Évidemment. La panique oppresse instantanément mes poumons.
– Qu'est-ce qu'il voulait ? fais-je en m'étranglant à moitié.
– Prendre des nouvelles. Je lui ai dit que tu étais avec une amie.
Mon rythme cardiaque se calme, mais l'intérieur de mon ventre continue de trembler affreusement.
– Abby..., poursuit Kristen, le regard méfiant. Tu sais que tu peux avoir confiance en moi, n'est-ce pas ?
Je hoche la tête, sans cesser de fixer mes pieds. Dans les moments d'émotion, il vaut mieux garder les yeux baissés.
– Ava et moi, on va à une fête... ce soir, je bredouille pour faire diversion. J'ai ta permission ?
– Bien sûr, dit-elle en me souriant. Amuse-toi autant que tu veux. Les vacances sont faites pour ça.
Au fond, j'aurais aimé qu'elle m'interdise d'y aller. Ça m'aurait fait une excuse valable pour me défiler et Ava n'aurait pas pu objecter.
– Mais fais attention, me prévient-elle d'un ton ferme et assuré. Je ne veux pas voir les pompiers débarquer devant chez moi.
J'esquisse un petit sourire vague qui doit sûrement me donner l'air encore plus triste. Je me hais d'avoir accepté l'invitation et, par la même occasion, de ne pas avoir encore partagé un moment privilégié avec Tante Kristen. Je suis la pire nièce qui existe sur cette Terre. Damnez-moi, sur-le-champ. Mais elle ne semble pas m'en tenir rigueur. Celle-ci me retire de mon affront psychologique en m'entourant de ses longs bras. Cette marque d'affection me redonne le sourire et, surtout, le courage d'affronter cette stupide fête.
***
Comme prévu, Ava arrive à dix-neuf heures tapantes, un sac prêt à craquer dans chaque main.
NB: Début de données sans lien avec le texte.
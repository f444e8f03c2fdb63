use httpmock::prelude::*;
use std::io::Write;
use std::process::{Command, Output};
use tempfile::NamedTempFile;

fn lucky(args: &[&str]) -> Command {
    let mut command = Command::new(env!("CARGO_BIN_EXE_lucky-numerology"));
    command.args(args).env_remove("GROQ_API_KEY");
    command
}

fn exit_code(output: &Output) -> Option<i32> {
    output.status.code()
}

#[test]
fn test_invalid_strategy_exits_with_config_code() {
    let output = lucky(&["--birth", "1990-05-20", "--strategy", "random"])
        .output()
        .unwrap();

    assert_eq!(exit_code(&output), Some(1));
    assert!(output.stdout.is_empty());
}

#[test]
fn test_rejected_birth_date_exits_with_two() {
    let output = lucky(&["--birth", "1899-01-01", "--today", "2024-06-15"])
        .output()
        .unwrap();

    assert_eq!(exit_code(&output), Some(2));
    assert!(String::from_utf8_lossy(&output.stderr).contains("請輸入正確年份範圍"));
}

#[test]
fn test_rejected_birth_date_exits_with_two_when_narrating() {
    // 驗證失敗時不應呼叫模型
    let server = MockServer::start();
    let api_mock = server.mock(|when, then| {
        when.method(POST).path("/v1/chat/completions");
        then.status(200);
    });

    let mut config_file = NamedTempFile::new().unwrap();
    write!(config_file, "[narrative]\nendpoint = \"{}\"\n", server.url("/v1")).unwrap();
    let config_path = config_file.path().to_str().unwrap();

    for extra in [&[][..], &["--json"][..]] {
        let mut args = vec![
            "--birth",
            "1899-01-01",
            "--today",
            "2024-06-15",
            "--narrative",
            "-c",
            config_path,
        ];
        args.extend_from_slice(extra);

        let output = lucky(&args).env("GROQ_API_KEY", "dummy").output().unwrap();

        assert_eq!(exit_code(&output), Some(2));
        assert!(output.stdout.is_empty());
    }

    api_mock.assert_hits(0);
}

#[test]
fn test_json_output_for_worked_example() {
    let output = lucky(&["--birth", "1990-05-20", "--today", "2024-06-15", "--json"])
        .output()
        .unwrap();

    assert_eq!(exit_code(&output), Some(0));
    let json: serde_json::Value = serde_json::from_slice(&output.stdout).unwrap();
    assert_eq!(json["life_path"], 8);
    assert_eq!(json["personal_day"], 9);
    assert_eq!(json["lucky_codes"], serde_json::json!(["20", "35", "03"]));
}

#[test]
fn test_narrative_flag_uses_file_connection_settings() {
    let server = MockServer::start();
    let api_mock = server.mock(|when, then| {
        when.method(POST)
            .path("/v1/chat/completions")
            .header("authorization", "Bearer file-key")
            .json_body_partial(r#"{"model": "file-model"}"#);
        then.status(200)
            .header("Content-Type", "application/json")
            .json_body(serde_json::json!({
                "choices": [{"message": {"role": "assistant", "content": "ok"}}]
            }));
    });

    let mut config_file = NamedTempFile::new().unwrap();
    write!(
        config_file,
        r#"
[narrative]
enabled = false
endpoint = "{}"
model = "file-model"
api_key = "file-key"
"#,
        server.url("/v1")
    )
    .unwrap();

    let output = lucky(&[
        "--birth",
        "1990-05-20",
        "--today",
        "2024-06-15",
        "--narrative",
        "-c",
        config_file.path().to_str().unwrap(),
    ])
    .output()
    .unwrap();

    api_mock.assert();
    assert_eq!(exit_code(&output), Some(0));
    assert_eq!(String::from_utf8_lossy(&output.stdout).trim(), "ok");
}

#[test]
fn test_enabled_in_file_turns_narration_on() {
    let server = MockServer::start();
    let api_mock = server.mock(|when, then| {
        when.method(POST)
            .path("/v1/chat/completions")
            .header("authorization", "Bearer env-key");
        then.status(200)
            .header("Content-Type", "application/json")
            .json_body(serde_json::json!({
                "choices": [{"message": {"role": "assistant", "content": "from file"}}]
            }));
    });

    let mut config_file = NamedTempFile::new().unwrap();
    write!(
        config_file,
        "[narrative]\nenabled = true\nendpoint = \"{}\"\n",
        server.url("/v1")
    )
    .unwrap();

    let output = lucky(&[
        "--birth",
        "1990-05-20",
        "--today",
        "2024-06-15",
        "--json",
        "-c",
        config_file.path().to_str().unwrap(),
    ])
    .env("GROQ_API_KEY", "env-key")
    .output()
    .unwrap();

    api_mock.assert();
    assert_eq!(exit_code(&output), Some(0));
    let json: serde_json::Value = serde_json::from_slice(&output.stdout).unwrap();
    assert_eq!(json["narrative"], "from file");
    assert_eq!(json["result"]["lucky_codes"][0], "20");
}

#[test]
fn test_narration_without_any_api_key_is_a_config_error() {
    let output = lucky(&["--birth", "1990-05-20", "--narrative"])
        .output()
        .unwrap();

    assert_eq!(exit_code(&output), Some(1));
}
– Tu as emmené toute ta garde-robe, ou quoi ?
– N'exagère pas, j'ai seulement pris quelques tenues.
Quelques me paraît insensé dans sa bouche.
– Pousse-toi, ça pèse ! se plaint-elle.
Je désespère en voyant la multitude de vêtements éparpillée dans ma chambre. Je ne peux pas croire qu'elle n'ait pris que quelques tenues. Ma garde-robe paraît ridicule à côté et c'est peu dire. Ava se met à trier les vêtements en mettant les jupes d'un côté et les robes de l'autre. Il y en a de toute sorte, allant de la plus banale jusqu'à la plus provocante. En jetant un coup d'œil, je tombe sur une robe ou, devrais-je dire, un morceau de tissu rouge pétant. Je doute qu'il recouvre la totalité du corps d'Ava, non. Paniquée à l'idée qu'elle puisse porter ça à la soirée d'Emy, je cache le tissu en dessous du tas – de sorte qu'elle ne le trouve pas.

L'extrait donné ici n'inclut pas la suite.